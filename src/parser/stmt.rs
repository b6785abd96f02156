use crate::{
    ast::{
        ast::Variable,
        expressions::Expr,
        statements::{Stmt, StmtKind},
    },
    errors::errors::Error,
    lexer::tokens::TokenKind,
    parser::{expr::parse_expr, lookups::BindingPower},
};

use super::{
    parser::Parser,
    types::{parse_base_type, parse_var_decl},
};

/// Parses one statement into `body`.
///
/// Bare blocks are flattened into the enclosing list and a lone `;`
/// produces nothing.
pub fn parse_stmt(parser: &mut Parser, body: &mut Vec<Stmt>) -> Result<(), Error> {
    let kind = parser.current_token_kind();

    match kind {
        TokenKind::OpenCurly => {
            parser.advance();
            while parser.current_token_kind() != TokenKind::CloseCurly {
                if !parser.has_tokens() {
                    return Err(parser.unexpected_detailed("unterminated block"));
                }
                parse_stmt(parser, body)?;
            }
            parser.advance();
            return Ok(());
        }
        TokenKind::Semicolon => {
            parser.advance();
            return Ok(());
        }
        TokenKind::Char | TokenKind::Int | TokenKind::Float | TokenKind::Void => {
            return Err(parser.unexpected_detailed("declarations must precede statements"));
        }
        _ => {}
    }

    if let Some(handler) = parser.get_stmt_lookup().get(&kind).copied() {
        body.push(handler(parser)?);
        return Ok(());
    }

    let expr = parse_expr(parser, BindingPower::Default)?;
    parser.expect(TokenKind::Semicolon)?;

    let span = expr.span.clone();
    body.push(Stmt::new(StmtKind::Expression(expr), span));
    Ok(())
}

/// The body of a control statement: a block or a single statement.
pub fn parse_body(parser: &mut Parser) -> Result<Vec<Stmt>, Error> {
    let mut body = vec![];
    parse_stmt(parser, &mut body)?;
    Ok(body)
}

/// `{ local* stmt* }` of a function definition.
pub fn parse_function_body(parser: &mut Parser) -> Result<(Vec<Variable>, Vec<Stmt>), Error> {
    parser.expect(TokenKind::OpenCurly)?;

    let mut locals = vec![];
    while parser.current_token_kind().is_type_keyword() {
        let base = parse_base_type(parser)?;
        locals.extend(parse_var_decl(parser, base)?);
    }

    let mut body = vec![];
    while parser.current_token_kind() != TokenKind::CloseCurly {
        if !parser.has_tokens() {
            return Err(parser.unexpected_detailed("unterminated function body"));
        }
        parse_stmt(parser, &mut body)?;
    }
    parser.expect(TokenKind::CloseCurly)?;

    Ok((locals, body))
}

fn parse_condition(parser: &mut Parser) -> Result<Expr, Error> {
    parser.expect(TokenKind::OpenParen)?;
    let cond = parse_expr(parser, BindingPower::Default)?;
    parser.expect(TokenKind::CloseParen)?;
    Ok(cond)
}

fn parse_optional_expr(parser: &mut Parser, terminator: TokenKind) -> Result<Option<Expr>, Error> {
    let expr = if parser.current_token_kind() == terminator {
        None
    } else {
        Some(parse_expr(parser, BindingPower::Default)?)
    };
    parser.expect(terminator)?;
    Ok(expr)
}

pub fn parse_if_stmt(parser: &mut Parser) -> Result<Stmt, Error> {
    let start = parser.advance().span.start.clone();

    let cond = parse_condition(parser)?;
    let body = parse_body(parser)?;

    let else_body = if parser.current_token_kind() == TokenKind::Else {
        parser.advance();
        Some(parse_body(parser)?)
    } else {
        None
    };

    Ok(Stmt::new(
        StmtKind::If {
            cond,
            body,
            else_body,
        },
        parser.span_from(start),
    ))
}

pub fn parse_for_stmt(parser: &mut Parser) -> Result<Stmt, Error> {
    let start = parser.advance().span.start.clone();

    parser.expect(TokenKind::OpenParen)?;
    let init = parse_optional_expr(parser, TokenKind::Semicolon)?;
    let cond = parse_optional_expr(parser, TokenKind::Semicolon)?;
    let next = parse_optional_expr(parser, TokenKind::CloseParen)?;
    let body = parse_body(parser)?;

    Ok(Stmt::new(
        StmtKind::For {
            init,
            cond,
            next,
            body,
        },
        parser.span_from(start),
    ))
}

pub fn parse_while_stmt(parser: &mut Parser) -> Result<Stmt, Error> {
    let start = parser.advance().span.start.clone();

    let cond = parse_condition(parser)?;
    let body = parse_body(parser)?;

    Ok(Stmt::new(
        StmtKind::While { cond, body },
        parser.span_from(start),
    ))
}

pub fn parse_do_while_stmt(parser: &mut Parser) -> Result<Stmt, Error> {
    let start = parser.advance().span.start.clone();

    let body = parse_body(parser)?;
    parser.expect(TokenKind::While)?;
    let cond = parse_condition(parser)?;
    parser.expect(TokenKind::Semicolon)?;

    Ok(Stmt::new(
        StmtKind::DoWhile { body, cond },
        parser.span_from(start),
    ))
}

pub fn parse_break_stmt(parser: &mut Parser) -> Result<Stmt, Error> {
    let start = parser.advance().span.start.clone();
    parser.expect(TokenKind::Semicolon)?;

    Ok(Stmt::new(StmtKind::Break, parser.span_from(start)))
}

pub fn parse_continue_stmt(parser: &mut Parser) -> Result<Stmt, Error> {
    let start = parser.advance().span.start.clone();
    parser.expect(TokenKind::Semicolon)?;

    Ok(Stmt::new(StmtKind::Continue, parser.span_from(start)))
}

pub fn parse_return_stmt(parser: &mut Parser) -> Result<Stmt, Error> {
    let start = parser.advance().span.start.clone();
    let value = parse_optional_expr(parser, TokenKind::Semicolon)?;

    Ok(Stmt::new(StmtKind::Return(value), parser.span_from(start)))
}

Directions for this task> In the data above, start at the line that has "let init = parse_optional_expr(parser, TokenKind::Semicolon)?;", stop after the line that has "pub fn parse_do_while_stmt(parser: &mut", and print every line in between exactly as it stands.

Expected output>
    let init = parse_optional_expr(parser, TokenKind::Semicolon)?;
    let cond = parse_optional_expr(parser, TokenKind::Semicolon)?;
    let next = parse_optional_expr(parser, TokenKind::CloseParen)?;
    let body = parse_body(parser)?;

    Ok(Stmt::new(
        StmtKind::For {
            init,
            cond,
            next,
            body,
        },
        parser.span_from(start),
    ))
}

pub fn parse_while_stmt(parser: &mut Parser) -> Result<Stmt, Error> {
    let start = parser.advance().span.start.clone();

    let cond = parse_condition(parser)?;
    let body = parse_body(parser)?;

    Ok(Stmt::new(
        StmtKind::While { cond, body },
        parser.span_from(start),
    ))
}

pub fn parse_do_while_stmt(parser: &mut Parser) -> Result<Stmt, Error> {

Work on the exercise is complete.